▸ TASK TO CARRY OUT: How many lines in the data below include the word "rows"? Respond with the number, nothing more.

== == ==

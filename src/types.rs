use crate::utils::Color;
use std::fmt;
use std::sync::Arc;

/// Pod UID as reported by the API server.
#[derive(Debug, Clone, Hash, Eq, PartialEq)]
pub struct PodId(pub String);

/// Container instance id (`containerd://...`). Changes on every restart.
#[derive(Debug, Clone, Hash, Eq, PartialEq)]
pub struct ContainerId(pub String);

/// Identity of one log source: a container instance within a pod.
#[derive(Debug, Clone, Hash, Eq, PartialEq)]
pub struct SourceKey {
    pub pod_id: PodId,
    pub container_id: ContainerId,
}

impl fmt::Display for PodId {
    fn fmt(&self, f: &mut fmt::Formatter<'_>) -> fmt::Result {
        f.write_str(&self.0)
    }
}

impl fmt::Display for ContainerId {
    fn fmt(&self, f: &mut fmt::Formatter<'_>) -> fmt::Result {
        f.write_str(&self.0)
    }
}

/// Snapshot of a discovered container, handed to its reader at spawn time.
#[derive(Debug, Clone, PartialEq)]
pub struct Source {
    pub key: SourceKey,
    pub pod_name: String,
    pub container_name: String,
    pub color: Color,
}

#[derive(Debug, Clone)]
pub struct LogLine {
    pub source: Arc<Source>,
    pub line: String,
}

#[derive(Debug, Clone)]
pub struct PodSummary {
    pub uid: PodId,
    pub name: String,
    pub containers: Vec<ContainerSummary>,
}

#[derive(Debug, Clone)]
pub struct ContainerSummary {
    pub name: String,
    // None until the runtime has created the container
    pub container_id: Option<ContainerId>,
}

== == ==

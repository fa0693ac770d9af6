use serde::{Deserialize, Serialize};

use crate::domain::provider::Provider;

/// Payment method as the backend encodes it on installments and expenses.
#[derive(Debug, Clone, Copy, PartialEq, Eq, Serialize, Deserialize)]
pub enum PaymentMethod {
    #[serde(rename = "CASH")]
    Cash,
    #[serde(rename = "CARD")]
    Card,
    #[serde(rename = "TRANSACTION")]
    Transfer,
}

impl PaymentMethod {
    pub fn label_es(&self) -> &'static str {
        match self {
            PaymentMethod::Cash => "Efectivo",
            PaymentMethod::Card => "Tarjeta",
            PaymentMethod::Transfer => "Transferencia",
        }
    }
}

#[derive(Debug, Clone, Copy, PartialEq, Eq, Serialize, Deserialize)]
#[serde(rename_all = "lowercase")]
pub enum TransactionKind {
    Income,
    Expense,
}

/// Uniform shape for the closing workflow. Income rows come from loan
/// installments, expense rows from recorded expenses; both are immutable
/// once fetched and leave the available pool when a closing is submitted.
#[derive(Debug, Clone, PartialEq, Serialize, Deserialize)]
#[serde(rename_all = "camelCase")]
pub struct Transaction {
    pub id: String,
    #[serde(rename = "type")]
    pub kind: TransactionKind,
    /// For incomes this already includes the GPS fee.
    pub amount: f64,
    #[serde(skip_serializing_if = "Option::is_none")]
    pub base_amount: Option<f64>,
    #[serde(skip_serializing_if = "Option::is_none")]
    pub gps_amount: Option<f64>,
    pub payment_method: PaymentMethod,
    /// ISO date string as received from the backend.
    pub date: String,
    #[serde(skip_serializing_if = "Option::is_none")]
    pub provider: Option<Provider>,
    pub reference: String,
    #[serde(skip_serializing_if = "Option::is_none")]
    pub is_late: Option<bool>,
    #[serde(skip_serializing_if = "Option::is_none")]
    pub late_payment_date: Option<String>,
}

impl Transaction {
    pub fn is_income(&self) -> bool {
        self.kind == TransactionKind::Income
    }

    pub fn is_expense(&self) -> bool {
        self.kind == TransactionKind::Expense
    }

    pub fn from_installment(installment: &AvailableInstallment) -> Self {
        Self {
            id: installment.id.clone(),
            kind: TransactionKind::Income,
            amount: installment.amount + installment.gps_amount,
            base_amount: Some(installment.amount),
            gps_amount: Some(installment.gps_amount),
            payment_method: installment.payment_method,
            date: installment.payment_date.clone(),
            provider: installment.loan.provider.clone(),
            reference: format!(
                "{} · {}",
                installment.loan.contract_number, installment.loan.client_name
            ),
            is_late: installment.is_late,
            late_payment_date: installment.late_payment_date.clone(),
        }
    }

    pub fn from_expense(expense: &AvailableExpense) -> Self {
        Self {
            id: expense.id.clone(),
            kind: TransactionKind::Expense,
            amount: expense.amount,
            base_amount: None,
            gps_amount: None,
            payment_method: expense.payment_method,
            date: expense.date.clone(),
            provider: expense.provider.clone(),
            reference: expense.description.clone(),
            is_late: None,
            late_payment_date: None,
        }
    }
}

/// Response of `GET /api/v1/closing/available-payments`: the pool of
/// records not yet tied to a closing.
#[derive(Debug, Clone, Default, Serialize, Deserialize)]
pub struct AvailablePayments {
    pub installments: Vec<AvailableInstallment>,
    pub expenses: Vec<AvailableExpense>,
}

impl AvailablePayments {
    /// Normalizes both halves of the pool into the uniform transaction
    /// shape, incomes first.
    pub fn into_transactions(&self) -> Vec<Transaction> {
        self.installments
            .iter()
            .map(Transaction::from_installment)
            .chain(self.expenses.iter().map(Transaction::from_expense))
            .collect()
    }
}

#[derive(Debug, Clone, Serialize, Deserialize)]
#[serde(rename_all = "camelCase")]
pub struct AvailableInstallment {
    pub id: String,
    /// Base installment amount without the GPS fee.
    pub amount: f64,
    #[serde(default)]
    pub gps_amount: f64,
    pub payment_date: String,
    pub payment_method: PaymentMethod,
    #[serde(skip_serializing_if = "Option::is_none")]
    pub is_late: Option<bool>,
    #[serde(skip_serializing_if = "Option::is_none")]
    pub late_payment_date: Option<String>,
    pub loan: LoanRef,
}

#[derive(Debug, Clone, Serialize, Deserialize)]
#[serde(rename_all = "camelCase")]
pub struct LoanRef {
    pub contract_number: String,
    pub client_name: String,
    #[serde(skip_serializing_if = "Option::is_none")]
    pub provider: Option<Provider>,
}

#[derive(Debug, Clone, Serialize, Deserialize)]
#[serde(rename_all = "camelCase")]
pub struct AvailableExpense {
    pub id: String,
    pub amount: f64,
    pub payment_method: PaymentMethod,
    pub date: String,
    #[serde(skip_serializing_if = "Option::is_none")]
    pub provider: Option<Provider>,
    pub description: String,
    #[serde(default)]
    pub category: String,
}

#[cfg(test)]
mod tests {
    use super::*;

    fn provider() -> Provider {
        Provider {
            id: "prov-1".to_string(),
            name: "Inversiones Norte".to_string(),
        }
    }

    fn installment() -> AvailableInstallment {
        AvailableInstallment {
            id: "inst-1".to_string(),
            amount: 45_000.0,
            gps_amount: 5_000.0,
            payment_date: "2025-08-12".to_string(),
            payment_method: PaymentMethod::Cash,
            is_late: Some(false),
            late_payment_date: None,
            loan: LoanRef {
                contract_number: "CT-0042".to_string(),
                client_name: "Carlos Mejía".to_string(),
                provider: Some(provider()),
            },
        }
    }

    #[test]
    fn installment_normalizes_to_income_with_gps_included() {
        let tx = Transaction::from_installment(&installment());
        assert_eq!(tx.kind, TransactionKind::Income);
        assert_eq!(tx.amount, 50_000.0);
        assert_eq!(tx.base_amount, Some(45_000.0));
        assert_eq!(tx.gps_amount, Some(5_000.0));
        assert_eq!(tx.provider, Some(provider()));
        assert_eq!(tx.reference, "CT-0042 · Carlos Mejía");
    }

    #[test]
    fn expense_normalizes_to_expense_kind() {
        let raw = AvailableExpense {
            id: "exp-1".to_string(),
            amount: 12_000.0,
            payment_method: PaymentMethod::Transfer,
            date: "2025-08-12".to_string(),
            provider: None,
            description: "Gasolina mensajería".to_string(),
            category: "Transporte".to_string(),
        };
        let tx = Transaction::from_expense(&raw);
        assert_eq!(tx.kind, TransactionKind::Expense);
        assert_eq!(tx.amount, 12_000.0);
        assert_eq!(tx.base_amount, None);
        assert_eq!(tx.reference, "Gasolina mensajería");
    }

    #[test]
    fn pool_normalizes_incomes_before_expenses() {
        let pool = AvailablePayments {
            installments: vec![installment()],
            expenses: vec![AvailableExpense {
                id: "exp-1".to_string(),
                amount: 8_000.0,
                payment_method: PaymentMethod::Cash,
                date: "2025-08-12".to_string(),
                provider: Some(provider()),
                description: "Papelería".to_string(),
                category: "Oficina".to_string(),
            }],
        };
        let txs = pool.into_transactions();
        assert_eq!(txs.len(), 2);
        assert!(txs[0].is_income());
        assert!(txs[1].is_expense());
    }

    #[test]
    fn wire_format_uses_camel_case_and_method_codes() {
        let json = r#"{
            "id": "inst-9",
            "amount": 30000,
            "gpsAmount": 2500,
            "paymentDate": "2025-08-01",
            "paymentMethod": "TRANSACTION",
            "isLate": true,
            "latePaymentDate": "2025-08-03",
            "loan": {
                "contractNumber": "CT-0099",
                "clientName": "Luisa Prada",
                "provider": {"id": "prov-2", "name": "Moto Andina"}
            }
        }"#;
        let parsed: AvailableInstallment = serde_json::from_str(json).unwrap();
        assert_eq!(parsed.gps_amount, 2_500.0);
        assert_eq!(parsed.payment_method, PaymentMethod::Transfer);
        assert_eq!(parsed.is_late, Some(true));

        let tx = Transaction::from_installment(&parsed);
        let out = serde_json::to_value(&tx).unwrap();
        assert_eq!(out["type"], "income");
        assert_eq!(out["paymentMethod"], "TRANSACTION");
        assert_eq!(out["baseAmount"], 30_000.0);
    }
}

== == ==

▸ EXERCISE ANSWER: 2